ただ宮崎駿監督は『Hayao Miyazaki in Conversation with Roland Kelts - YouTube』の動画の中で「ポニョの映画の中では津波が破壊的には働かないで、町をきれいにして人の心まで綺麗にするという不思議な魔法になってます。」と語っている。つまりあの津波で人は死んでいないというわけだ。

 

そして『空中庭園と幻の飛行船: 『崖の上のポニョ』 津波の後の町は“死後の世界”ではありません。』の記事によると、宮崎駿監督は『CUT No.234』のインタビューで「異種婚礼譚っていうのは、悲劇に終わることが多いんですけど、なんとかなっちゃうんじゃないかなって。ヌケヌケとした結末を作ってみようっていう。」と語っているという。
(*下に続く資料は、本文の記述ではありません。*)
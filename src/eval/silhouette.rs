//! Silhouette coefficients for an existing label assignment.
//!
//! For an included tuple `i` in cluster `c`:
//!
//! ```text
//! avg(i, c') = mean distance from i to every included tuple labeled c'
//! a(i)       = avg(i, c)
//! b(i)       = min over non-empty c' != c of avg(i, c')
//! s(i)       = (b(i) - a(i)) / max(a(i), b(i))
//! ```
//!
//! The averages include `i` itself, so `a(i)` is biased slightly low for small
//! clusters.
//!
//! Label `0` marks noise or unassigned tuples. They take no part in any
//! cluster average, score `0.0` themselves and are left out of the mean.
//! When `i` has no other non-empty cluster to compare against, or when
//! `max(a, b)` is zero, `s(i)` is `0.0`.

use tracing::debug;

use crate::cluster::util::map_indices;
use crate::dataset::MaskedDataset;
use crate::error::{Error, Result};
use crate::interrupt::Interrupt;
use crate::metric::{DistanceMetric, Scalar};

/// Silhouette evaluator.
#[derive(Debug, Clone)]
pub struct Silhouette {
    num_clusters: usize,
    metric: DistanceMetric,
    interrupt: Interrupt,
}

/// Per-tuple silhouette coefficients.
#[derive(Debug, Clone, PartialEq)]
pub struct SilhouetteScores {
    /// One coefficient in `[-1, 1]` per tuple; masked-out and noise tuples
    /// hold `0.0`.
    pub values: Vec<f64>,
    /// Mean coefficient over included tuples with a cluster label, or `0.0`
    /// when there are none.
    pub mean: f64,
    /// The run observed its interrupt and stopped early; values are partial.
    pub cancelled: bool,
}

impl Silhouette {
    /// Evaluate labels drawn from `0..=num_clusters`.
    pub fn new(num_clusters: usize) -> Self {
        Self {
            num_clusters,
            metric: DistanceMetric::Euclidean,
            interrupt: Interrupt::default(),
        }
    }

    /// Set the distance metric.
    pub fn with_metric(mut self, metric: DistanceMetric) -> Self {
        self.metric = metric;
        self
    }

    /// Share a cancellation flag with the caller.
    pub fn with_interrupt(mut self, interrupt: Interrupt) -> Self {
        self.interrupt = interrupt;
        self
    }

    fn validate<T: Scalar>(&self, data: &MaskedDataset<'_, T>, labels: &[i32]) -> Result<()> {
        if self.num_clusters == 0 {
            return Err(Error::InvalidParameter {
                name: "num_clusters",
                message: "must be at least 1",
            });
        }
        data.require_included()?;
        if labels.len() != data.len() {
            return Err(Error::DimensionMismatch {
                expected: data.len(),
                found: labels.len(),
            });
        }
        for (index, &label) in labels.iter().enumerate() {
            if data.is_included(index) && (label < 0 || label as usize > self.num_clusters) {
                return Err(Error::InvalidLabel {
                    index,
                    label,
                    max: self.num_clusters,
                });
            }
        }
        Ok(())
    }

    /// Score every included tuple of `data` under `labels`.
    pub fn evaluate<T: Scalar>(&self, data: &MaskedDataset<'_, T>, labels: &[i32]) -> Result<SilhouetteScores> {
        self.validate(data, labels)?;
        let width = self.num_clusters + 1;

        // Included tuples that belong to a cluster; row 0 of `counts` stays empty.
        let clustered: Vec<usize> = data
            .included_indices()
            .into_iter()
            .filter(|&j| labels[j] > 0)
            .collect();
        let mut counts = vec![0usize; width];
        for &j in &clustered {
            counts[labels[j] as usize] += 1;
        }

        let values = map_indices(0..data.len(), |i| {
            if !data.is_included(i) || labels[i] == 0 || self.interrupt.is_raised() {
                return 0.0;
            }
            let point = data.tuple(i);
            let mut sums = vec![0.0f64; width];
            for &j in &clustered {
                sums[labels[j] as usize] += self.metric.distance(point, data.tuple(j));
            }

            let own = labels[i] as usize;
            let a = sums[own] / counts[own] as f64;
            let b = (1..width)
                .filter(|&c| c != own && counts[c] > 0)
                .map(|c| sums[c] / counts[c] as f64)
                .fold(f64::INFINITY, f64::min);

            coefficient(a, b)
        });

        let cancelled = self.interrupt.is_raised();
        if cancelled {
            debug!("silhouette interrupted");
        }
        let mean = if clustered.is_empty() {
            0.0
        } else {
            clustered.iter().map(|&i| values[i]).sum::<f64>() / clustered.len() as f64
        };

        Ok(SilhouetteScores {
            values,
            mean,
            cancelled,
        })
    }
}

/// `(b - a) / max(a, b)`, with `0.0` when `b` does not exist or the
/// denominator vanishes.
fn coefficient(a: f64, b: f64) -> f64 {
    if !b.is_finite() {
        return 0.0;
    }
    let denom = a.max(b);
    if denom > 0.0 {
        (b - a) / denom
    } else {
        0.0
    }
}
use thiserror::Error;

/// Errors returned by clustering and evaluation algorithms in this crate.
///
/// Every variant is a configuration error detected before any algorithm work
/// starts. Cancellation is not an error.
#[derive(Debug, Error, Clone, PartialEq)]
pub enum Error {
    /// Input has no tuples, or no tuple survives the mask.
    #[error("empty input")]
    EmptyInput,

    /// Invalid parameter value.
    #[error("invalid parameter {name}: {message}")]
    InvalidParameter {
        /// Parameter name.
        name: &'static str,
        /// Human-readable explanation.
        message: &'static str,
    },

    /// Requested cluster count is incompatible with the dataset.
    #[error("invalid cluster count: requested {requested}, but dataset has {n_items} included items")]
    InvalidClusterCount {
        /// Requested number of clusters.
        requested: usize,
        /// Number of included items in the dataset.
        n_items: usize,
    },

    /// A buffer has a length inconsistent with the dataset shape.
    #[error("dimension mismatch: expected {expected}, found {found}")]
    DimensionMismatch {
        /// Expected length.
        expected: usize,
        /// Found length.
        found: usize,
    },

    /// An explicit initial representative index cannot be used.
    #[error("invalid initial index {index}: {reason}")]
    InvalidInitialization {
        /// Offending tuple index.
        index: usize,
        /// Why it was rejected.
        reason: &'static str,
    },

    /// A cluster label lies outside `0..=max`.
    #[error("invalid label {label} at tuple {index}: labels must lie in 0..={max}")]
    InvalidLabel {
        /// Tuple index carrying the label.
        index: usize,
        /// The label found.
        label: i32,
        /// Largest accepted label.
        max: usize,
    },

    /// Metric selector does not name one of the supported metrics.
    #[error("unknown distance metric: {0}")]
    UnknownMetric(String),
}

/// Result type used by this crate.
pub type Result<T> = std::result::Result<T, Error>;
確かに劇中でポニョの父親が「ポニョが世界に大穴を開けてしまった」と世界が破滅に向かうことを危惧するが、母親は「ポニョを人間にしてしまえば良いのだ」と提案して最後はポニョが宗介にキスして人間になって「めでたし、めでたし」と終わる。ビックリするくらいのハッピーエンドだ。

 

 

一方で新海誠監督最新作『天気の子』は主人公がヒロインを救い出すことで東京に雨が降り続けて沈没してしまう。つまり世界を破滅に向かわせてしまったわけだ。

 

結末だけみれば『崖の上のポニョ』と『天気の子』は正反対な気がするけど、宮崎駿監督は『空中庭園と幻の飛行船: 『崖の上のポニョ』ポニョと宗介はその後どうなるのか?』の記事によると、講演で「スタッフは『宗介はこれから大変だ』っていう人間が多いんですが、僕は『宗介は大丈夫だ』と一人で言い張ってます。」と発言しているという。

 

 

『天気の子』の結論も「大丈夫だ」だから、結末は違っても監督の結論は同じだったみたいだ。